Internet retailers press their claims in High Court
By Jamie Schuman, From Supreme Court Brief
’Tis the season for online gift-buying, and a fitting time for the U.S. Supreme Court to hear Direct Marketing Association v. Brohl, a case involving the rights of Internet retailers.
At issue is a law that requires merchants who do not have stores in Colorado to notify customers there to pay a state tax on mail-order goods. The Direct Marketing Association, a trade group in New York, has tried to block this provision, but the U.S. Court of Appeals for the Tenth Circuit threw out its suit. It found that, under the federal Tax Injunction Act, the claim belongs in state court.
The justices will consider this jurisdictional matter on Dec. 8.
George Isaacson, counsel of record for the DMA, argues that the TIA does not bar his case, and that the Tenth Circuit’s interpretation of it will make it hard for many litigants to sue in federal court.
“[T]he Tenth Circuit insulates from federal court review any law that a state may deem to have some bearing on the payment of a tax, no matter how tenuous the relationship,” wrote Isaacson, a partner at Brann & Isaacson in Lewiston, Maine.
Isaacson says the ruling is a problem for DMA members—who include electronic merchants and catalogue companies—because federal courts offer neutral forums for out-of-state businesses as well as expertise in constitutional law.
Isaacson should know. Since landing catalogue giant L.L. Bean, of Freeport, Maine, in the 1960s, his firm has developed a niche in legal issues surrounding e-commerce. Brann & Isaacson now represents about 25 businesses on Internet Retailer’s list of the top 100 online merchants.
The TIA prevents federal courts from stopping or restraining the “assessment, levy or collection” of state taxes so long as an efficient remedy is available in state court.

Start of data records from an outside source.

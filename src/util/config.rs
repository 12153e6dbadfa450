//! Configuration file support for Sail.
//!
//! Sail supports two configuration file locations:
//! - Global: `~/.sail/config.toml` - User-wide defaults
//! - Project: `.sail/config.toml` - Project-specific overrides
//!
//! Project config takes precedence over global config.

use std::path::{Path, PathBuf};

use anyhow::{Context, Result};
use serde::{Deserialize, Serialize};

/// Minimum CMake version written into generated descriptors.
pub const CMAKE_MINIMUM_VERSION: &str = "3.15";

/// CPM.cmake release downloaded by the bootstrap script.
pub const DEFAULT_CPM_VERSION: &str = "0.38.1";

/// C++ standard used when nothing is configured.
pub const DEFAULT_CXX_STANDARD: u32 = 20;

/// Sail configuration.
#[derive(Debug, Clone, Default, Serialize, Deserialize)]
#[serde(default)]
pub struct Config {
    /// Build settings
    pub build: BuildConfig,

    /// CPM bootstrap settings
    pub cpm: CpmConfig,
}

/// Build-related configuration.
#[derive(Debug, Clone, Default, Serialize, Deserialize)]
#[serde(default)]
pub struct BuildConfig {
    /// C++ standard (CMAKE_CXX_STANDARD)
    pub cxx_standard: Option<u32>,

    /// Parallel jobs for `cmake --build` (None = let CMake decide)
    pub jobs: Option<usize>,

    /// CMake generator (e.g. "Ninja")
    pub generator: Option<String>,

    /// Explicit path to the cmake executable
    pub cmake: Option<PathBuf>,
}

/// CPM-related configuration.
#[derive(Debug, Clone, Default, Serialize, Deserialize)]
#[serde(default)]
pub struct CpmConfig {
    /// CPM.cmake release to download
    pub version: Option<String>,
}

impl Config {
    /// Load configuration from a file.
    pub fn load(path: &Path) -> Result<Self> {
        let contents = std::fs::read_to_string(path)
            .with_context(|| format!("failed to read config file: {}", path.display()))?;

        toml::from_str(&contents)
            .with_context(|| format!("failed to parse config file: {}", path.display()))
    }

    /// Load configuration with fallback to defaults if file doesn't exist.
    pub fn load_or_default(path: &Path) -> Self {
        if path.exists() {
            Self::load(path).unwrap_or_else(|e| {
                tracing::warn!("Failed to load config from {}: {:#}", path.display(), e);
                Self::default()
            })
        } else {
            Self::default()
        }
    }

    /// Merge another config into this one (other takes precedence).
    pub fn merge(&mut self, other: Config) {
        if other.build.cxx_standard.is_some() {
            self.build.cxx_standard = other.build.cxx_standard;
        }
        if other.build.jobs.is_some() {
            self.build.jobs = other.build.jobs;
        }
        if other.build.generator.is_some() {
            self.build.generator = other.build.generator;
        }
        if other.build.cmake.is_some() {
            self.build.cmake = other.build.cmake;
        }

        if other.cpm.version.is_some() {
            self.cpm.version = other.cpm.version;
        }
    }

    /// Effective C++ standard.
    pub fn cxx_standard(&self) -> u32 {
        self.build.cxx_standard.unwrap_or(DEFAULT_CXX_STANDARD)
    }

    /// Effective CPM.cmake version.
    pub fn cpm_version(&self) -> &str {
        self.cpm.version.as_deref().unwrap_or(DEFAULT_CPM_VERSION)
    }
}

/// Load merged configuration from global and project locations.
///
/// Order of precedence (highest to lowest):
/// 1. Project config (.sail/config.toml)
/// 2. Global config (~/.sail/config.toml)
/// 3. Defaults
pub fn load_config(global_path: &Path, project_path: &Path) -> Config {
    let mut config = Config::default();

    if global_path.exists() {
        config.merge(Config::load_or_default(global_path));
    }

    if project_path.exists() {
        config.merge(Config::load_or_default(project_path));
    }

    config
}

/// Get the project config path (.sail/config.toml).
pub fn project_config_path(project_root: &Path) -> PathBuf {
    project_root.join(".sail").join("config.toml")
}

#[cfg(test)]
mod tests {
    use super::*;
    use tempfile::TempDir;

    #[test]
    fn test_config_default() {
        let config = Config::default();
        assert_eq!(config.cxx_standard(), 20);
        assert_eq!(config.cpm_version(), "0.38.1");
        assert!(config.build.jobs.is_none());
        assert!(config.build.generator.is_none());
    }

    #[test]
    fn test_config_load() {
        let tmp = TempDir::new().unwrap();
        let config_path = tmp.path().join("config.toml");
        std::fs::write(
            &config_path,
            r#"
[build]
cxx_standard = 17
jobs = 8
generator = "Ninja"

[cpm]
version = "0.40.2"
"#,
        )
        .unwrap();

        let config = Config::load(&config_path).unwrap();
        assert_eq!(config.cxx_standard(), 17);
        assert_eq!(config.build.jobs, Some(8));
        assert_eq!(config.build.generator.as_deref(), Some("Ninja"));
        assert_eq!(config.cpm_version(), "0.40.2");
    }

    #[test]
    fn test_config_merge() {
        let mut base = Config::default();
        base.build.cxx_standard = Some(17);
        base.build.jobs = Some(4);

        let mut override_cfg = Config::default();
        override_cfg.build.cxx_standard = Some(23);

        base.merge(override_cfg);

        assert_eq!(base.cxx_standard(), 23);
        assert_eq!(base.build.jobs, Some(4)); // Not overridden
    }

    #[test]
    fn test_load_config_project_overrides_global() {
        let tmp = TempDir::new().unwrap();
        let global = tmp.path().join("global.toml");
        let project = project_config_path(tmp.path());
        std::fs::write(&global, "[build]\njobs = 2\ncxx_standard = 17\n").unwrap();
        std::fs::create_dir_all(project.parent().unwrap()).unwrap();
        std::fs::write(&project, "[build]\njobs = 16\n").unwrap();

        let config = load_config(&global, &project);
        assert_eq!(config.build.jobs, Some(16));
        assert_eq!(config.cxx_standard(), 17);
    }

    #[test]
    fn test_invalid_config_falls_back_to_default() {
        let tmp = TempDir::new().unwrap();
        let path = tmp.path().join("config.toml");
        std::fs::write(&path, "[build\njobs = ").unwrap();

        let config = Config::load_or_default(&path);
        assert!(config.build.jobs.is_none());
    }
}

The Colorado law at issue would require online and mail-order retailers whose annual sales in the state exceed $100,000 to notify residents who purchased more than $500 of goods to pay a 2.9 percent use tax. The companies also would have to give the state contact and transaction details for these customers.
The law’s goal is to curb revenue loss from out-of-state companies that do not collect Colorado taxes on goods bought online. Though Coloradans are supposed to voluntarily pay a use tax on these items, many do not. By one estimate, the state may have lost upwards of $170 million in 2012.
The Tenth Circuit found last year that the U.S. District Court for the District of Colorado did not have jurisdiction to enjoin the law because doing so would restrain the “collection” of taxes. Isaacson argues that this word is a term of art, which should be defined with reference to the Internal Revenue Code. The reporting activities at issue are a “secondary aspect of state tax administration” and do not constitute “collection,” he says.
In its original merits case before the district court, the DMA argued that the reporting requirements violate consumer privacy, as well as the Commerce Clause, the First Amendment, and the Takings Clause. The district court found that the provisions interfere with interstate commerce. After the Tenth Circuit overturned this ruling, Colorado state courts enjoined the law while the federal appeal is pending.
On the jurisdictional matter before the Supreme Court, the DMA argues that the purpose of the TIA is to prevent taxpayers from using federal lawsuits to circumvent state tax requirements. The DMA says that since it does not pay taxes in Colorado, the TIA does not apply.
Isaacson warns that the Tenth Circuit’s ruling could lead states to sneak unrelated regulations into tax codes to take advantage of the TIA.
“If, in fact, a state can append onto its tax system obligations to third parties who are not taxpayers there is a real danger of having what we think are pretextual regulatory requirements,” said Isaacson, who teaches constitutional law at Bowdoin College.
Isaacson co-wrote the brief with Brann & Isaacson partner Matthew Schaefer, and will argue the case this month. It’s his first time before the high court. He has prepared by mooting with colleagues, and listening to oral arguments online to learn how the justices and attorneys engage with one another.
“Obviously, this is a major event in a lawyer’s career,” Isaacson said. “You double down on your efforts.”
Jamie Schuman is a freelance writer and graduate of The George Washington University Law School.